一朝臥病無相識,三春行樂在誰邊?宛轉蛾眉能幾時?須臾鶴髮亂如絲。
但看古來歌舞地,唯有黃昏鳥雀悲。
譯文洛陽城東的桃花李花隨風飄轉,飛來飛去,不知落入了誰家?洛陽女子有着嬌艷的容顏,獨坐院中,看着零落的桃李花而長聲嘆息。今年我在這裡看着桃花李花因凋零而顏色衰減,明年花開時節不知又有誰還能看見那繁花似錦的勝況?已經看見了俊秀挺拔的松柏被摧殘砍伐作為柴薪,又聽說那桑田變成了汪洋大海。故人現在已經不再悲嘆洛陽城東凋零的桃李花了,而今人卻依舊對着隨風飄零的落花而傷懷。年年歲歲繁花依舊,歲歲年年看花之人卻不相同。轉告那些正值青春年華的紅顏少年,應該憐憫這位已是半死之人的白頭老翁。如今他白髮蒼蒼,真是可憐,然而他從前亦是一位風流倜儻的紅顏美少年。這白頭老翁當年曾與公子王孫尋歡作樂於芳樹之下,吟賞清歌妙舞於落花之前。亦曾像東漢光祿勛馬防那樣以錦繡裝飾池台,又如貴戚梁冀在府第樓閣中到處塗畫雲氣神仙。白頭老翁如今一朝臥病在床,便無人理睬,往昔的三春行樂、清歌妙舞如今又到哪裡去了呢?而美人的青春嬌顏同樣又能保持幾時?須臾之間,已是鶴髮蓬亂,雪白如絲了。只見那古往今來的歌舞之地,剩下的只有黃昏的鳥雀在空自悲啼。

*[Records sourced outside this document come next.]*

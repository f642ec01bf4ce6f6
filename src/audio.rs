use std::cell::{Cell, RefCell};
use std::rc::Rc;
use wasm_bindgen::{JsCast, JsValue};
use wasm_bindgen_futures::JsFuture;
use web_sys as web;

use crate::core::level;
use crate::core::{LevelSample, RenderState};
use crate::frame::RenderTask;

/// The one shared audio-level source for the page.
///
/// Starts idle; `start_microphone` acquires the capture and spawns a
/// sampling loop that publishes one `LevelSample` per animation frame.
/// Renderers poll `latest()`, the status line subscribes. The captured
/// stream and context are held for the life of the page; there is no
/// release path for them.
pub struct LevelFeed {
    analyser: RefCell<Option<web::AnalyserNode>>,
    bins: RefCell<Vec<u8>>,
    latest: Cell<LevelSample>,
    listeners: RefCell<Vec<Box<dyn Fn(LevelSample)>>>,
    sampler: RefCell<Option<RenderTask>>,
    stream: RefCell<Option<web::MediaStream>>,
    context: RefCell<Option<web::AudioContext>>,
}

impl LevelFeed {
    pub fn new() -> Rc<LevelFeed> {
        Rc::new(LevelFeed {
            analyser: RefCell::new(None),
            bins: RefCell::new(Vec::new()),
            latest: Cell::new(LevelSample::IDLE),
            listeners: RefCell::new(Vec::new()),
            sampler: RefCell::new(None),
            stream: RefCell::new(None),
            context: RefCell::new(None),
        })
    }

    pub fn latest(&self) -> LevelSample {
        self.latest.get()
    }

    pub fn is_live(&self) -> bool {
        self.analyser.borrow().is_some()
    }

    /// Register a callback invoked with every published sample.
    pub fn subscribe(&self, f: impl Fn(LevelSample) + 'static) {
        self.listeners.borrow_mut().push(Box::new(f));
    }

    /// Poll the analyser once and publish the result. No-op while idle.
    pub fn sample_once(&self) {
        let analyser = self.analyser.borrow();
        let sample = if let Some(a) = analyser.as_ref() {
            let mut bins = self.bins.borrow_mut();
            a.get_byte_frequency_data(&mut bins);
            level::sample_from_bins(&bins)
        } else {
            return;
        };
        drop(analyser);
        self.latest.set(sample);
        self.notify(sample);
    }

    fn notify(&self, sample: LevelSample) {
        for listener in self.listeners.borrow().iter() {
            listener(sample);
        }
    }
}

/// Request microphone access and, on grant, wire stream -> analyser and
/// start the per-frame sampling task. Safe to call again after a
/// denial; a second call while live is a no-op.
pub async fn start_microphone(feed: Rc<LevelFeed>) -> anyhow::Result<()> {
    if feed.is_live() {
        return Ok(());
    }
    let window = web::window().ok_or_else(|| anyhow::anyhow!("no window"))?;
    let devices = window
        .navigator()
        .media_devices()
        .map_err(|e| anyhow::anyhow!("media devices unavailable: {:?}", e))?;
    let constraints = web::MediaStreamConstraints::new();
    constraints.set_audio(&JsValue::TRUE);
    let request = devices
        .get_user_media_with_constraints(&constraints)
        .map_err(|e| anyhow::anyhow!("getUserMedia rejected: {:?}", e))?;
    let stream: web::MediaStream = JsFuture::from(request)
        .await
        .map_err(|e| anyhow::anyhow!("microphone access denied: {:?}", e))?
        .dyn_into()
        .map_err(|e| anyhow::anyhow!("unexpected getUserMedia result: {:?}", e))?;

    let audio_ctx = web::AudioContext::new().map_err(|e| anyhow::anyhow!("{:?}", e))?;
    _ = audio_ctx.resume();
    let source = audio_ctx
        .create_media_stream_source(&stream)
        .map_err(|e| anyhow::anyhow!("{:?}", e))?;
    let analyser = match create_analyser(&audio_ctx) {
        Ok(a) => a,
        Err(()) => return Err(anyhow::anyhow!("AnalyserNode unavailable")),
    };
    _ = source.connect_with_audio_node(&analyser);

    let bin_count = analyser.frequency_bin_count() as usize;
    feed.bins.borrow_mut().resize(bin_count, 0);
    *feed.analyser.borrow_mut() = Some(analyser);
    *feed.stream.borrow_mut() = Some(stream);
    *feed.context.borrow_mut() = Some(audio_ctx);

    // Granted but not yet sampled: report silence in the listening state.
    feed.latest.set(LevelSample {
        level: 0.0,
        state: RenderState::Listening,
    });
    feed.notify(feed.latest());

    let sampling = feed.clone();
    *feed.sampler.borrow_mut() = Some(RenderTask::spawn(move || sampling.sample_once()));
    log::info!("microphone live, {} frequency bins", bin_count);
    Ok(())
}

fn create_analyser(audio_ctx: &web::AudioContext) -> Result<web::AnalyserNode, ()> {
    match web::AnalyserNode::new(audio_ctx) {
        Ok(a) => {
            a.set_fft_size(level::FFT_SIZE);
            Ok(a)
        }
        Err(e) => {
            log::error!("AnalyserNode error: {:?}", e);
            Err(())
        }
    }
}
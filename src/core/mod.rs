// Pure animation and configuration logic, kept free of web-sys so the
// host-side tests can include these files directly.

pub mod clock;
pub mod config;
pub mod level;
pub mod sphere;
pub mod stripe;

pub use clock::AnimationClock;
pub use config::{ColorFilters, Variant, VisualConfig};
pub use level::{LevelSample, RenderState};
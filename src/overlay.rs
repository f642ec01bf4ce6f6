use wasm_bindgen::JsCast;
use web_sys as web;

// Page chrome: visibility of the static shell elements, addressed by id.

pub const START_BUTTON: &str = "start-button";
pub const STATUS_LINE: &str = "status-line";
pub const PANEL: &str = "control-panel";
pub const LOGO: &str = "logo-overlay";

#[inline]
pub fn show(document: &web::Document, id: &str) {
    if let Some(el) = document.get_element_by_id(id) {
        _ = el.class_list().remove_1("hidden");
    }
}

#[inline]
pub fn hide(document: &web::Document, id: &str) {
    if let Some(el) = document.get_element_by_id(id) {
        _ = el.class_list().add_1("hidden");
    }
}

#[inline]
pub fn is_hidden(document: &web::Document, id: &str) -> bool {
    document
        .get_element_by_id(id)
        .map(|el| el.class_list().contains("hidden"))
        .unwrap_or(false)
}

#[inline]
pub fn toggle(document: &web::Document, id: &str) {
    if is_hidden(document, id) {
        show(document, id);
    } else {
        hide(document, id);
    }
}

pub fn set_page_background(document: &web::Document, color: &str) {
    if let Some(body) = document.body() {
        _ = body.style().set_property("background-color", color);
    }
}

/// Size the logo overlay to track the orb.
pub fn resize_logo(document: &web::Document, px: f64) {
    if let Some(el) = document.get_element_by_id(LOGO) {
        if let Ok(el) = el.dyn_into::<web::HtmlElement>() {
            let style = el.style();
            _ = style.set_property("width", &format!("{px}px"));
            _ = style.set_property("height", &format!("{px}px"));
        }
    }
}
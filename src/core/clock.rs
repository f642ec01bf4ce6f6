/// Monotonic phase accumulator driving all time-based waveforms.
///
/// Advances once per frame by `base_increment * (1 + level_gain * level)`,
/// so louder input speeds the motion up without ever rewinding it. The
/// phase never resets; a new clock starts at zero when its owning
/// renderer is rebuilt.
#[derive(Clone, Copy, Debug)]
pub struct AnimationClock {
    phase: f32,
    base_increment: f32,
    level_gain: f32,
}

impl AnimationClock {
    pub const fn new(base_increment: f32, level_gain: f32) -> Self {
        Self {
            phase: 0.0,
            base_increment,
            level_gain,
        }
    }

    /// Per-frame step for a given level, before it is applied.
    pub fn increment_for(&self, level: f32) -> f32 {
        self.base_increment * (1.0 + self.level_gain * level)
    }

    /// Advance by one frame and return the new phase.
    pub fn advance(&mut self, level: f32) -> f32 {
        self.phase += self.increment_for(level);
        self.phase
    }

    pub fn phase(&self) -> f32 {
        self.phase
    }
}
// Loudness normalization and the coarse display state derived from it.

/// Analyser transform window; yields `FFT_SIZE / 2` byte frequency bins.
pub const FFT_SIZE: u32 = 256;

/// Mean byte magnitude is divided by this before clamping to 1.0.
pub const LEVEL_DIVISOR: f32 = 128.0;

/// Levels strictly above this read as speech.
pub const SPEAKING_THRESHOLD: f32 = 0.15;

/// Display label for the orb, derived from the latest level only.
#[derive(Clone, Copy, Debug, PartialEq, Eq)]
pub enum RenderState {
    /// Microphone not granted yet.
    Idle,
    Listening,
    Speaking,
}

impl RenderState {
    pub fn status_label(self) -> &'static str {
        match self {
            RenderState::Idle => "",
            RenderState::Listening => "Listening...",
            RenderState::Speaking => "Speaking detected...",
        }
    }
}

/// One published measurement: the normalized level and its state label.
#[derive(Clone, Copy, Debug, PartialEq)]
pub struct LevelSample {
    pub level: f32,
    pub state: RenderState,
}

impl LevelSample {
    pub const IDLE: LevelSample = LevelSample {
        level: 0.0,
        state: RenderState::Idle,
    };
}

/// Mean of the byte frequency bins scaled into [0, 1].
///
/// An empty snapshot reads as silence.
pub fn normalized_level(bins: &[u8]) -> f32 {
    if bins.is_empty() {
        return 0.0;
    }
    let sum: u32 = bins.iter().map(|&b| b as u32).sum();
    let mean = sum as f32 / bins.len() as f32;
    (mean / LEVEL_DIVISOR).min(1.0)
}

/// Threshold classification of an already-normalized level.
pub fn classify(level: f32) -> RenderState {
    if level > SPEAKING_THRESHOLD {
        RenderState::Speaking
    } else {
        RenderState::Listening
    }
}

/// Full pipeline from a raw snapshot to a publishable sample.
pub fn sample_from_bins(bins: &[u8]) -> LevelSample {
    let level = normalized_level(bins);
    LevelSample {
        level,
        state: classify(level),
    }
}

注釋代:擬。白頭翁:白髮老人。這首詩的題目,各個選本都有不同。《唐音》《唐詩歸》《唐詩品匯》《全唐詩》,均作「代悲白頭翁」。《全唐詩》又作「代白頭吟」。《文苑英華》《樂府詩集》《韻語陽秋》作「白頭吟」。尤袤《全唐詩話》作「白頭翁詠」。坐見:一作「行逢」。松柏摧為薪:松柏被砍伐作柴薪。《古詩十九首》:「古墓犁為田,松柏摧為薪。」桑田變成海:《神仙傳》:「麻姑謂王方平曰:『接待以來,已見東海三為桑田』」。「公子」兩句:白頭翁年輕時曾和公子王孫在樹下花前共賞清歌妙舞。光祿:光祿勛。用東漢馬援之子馬防的典故。《後漢書·馬援傳》(附馬防傳)載:馬防在漢章帝時拜光祿勛,生活很奢侈。文錦繡:指以錦繡裝飾池台中物。文,又作「開」、或「丈」,皆誤。將軍:指東漢貴戚梁冀,他曾為大將軍。《後漢書·梁冀傳》載:梁冀大興土木,建造府宅。宛轉蛾眉:本為年輕女子的面部畫妝,此代指青春年華。須臾:一會兒。鶴髮:白髮。古:一作「舊」。▲
丁帆 等.唐詩宋詞選讀.南京:江蘇教育出版社,2007:8
於海娣 等.唐詩鑑賞大全集.北京:中國華僑出版社,2010:29-31
這是一首擬古樂府詩。《白頭吟》是漢樂府相和歌楚調曲舊題,古辭寫一個女子向遺棄她的情人表示決絕。劉希夷這首詩則從女子寫到老翁,詠嘆青春易逝、富貴無常。構思獨創,抒情宛轉,語言優美,音韻和諧,藝術性較高,在初唐即受推崇,歷來傳為名篇。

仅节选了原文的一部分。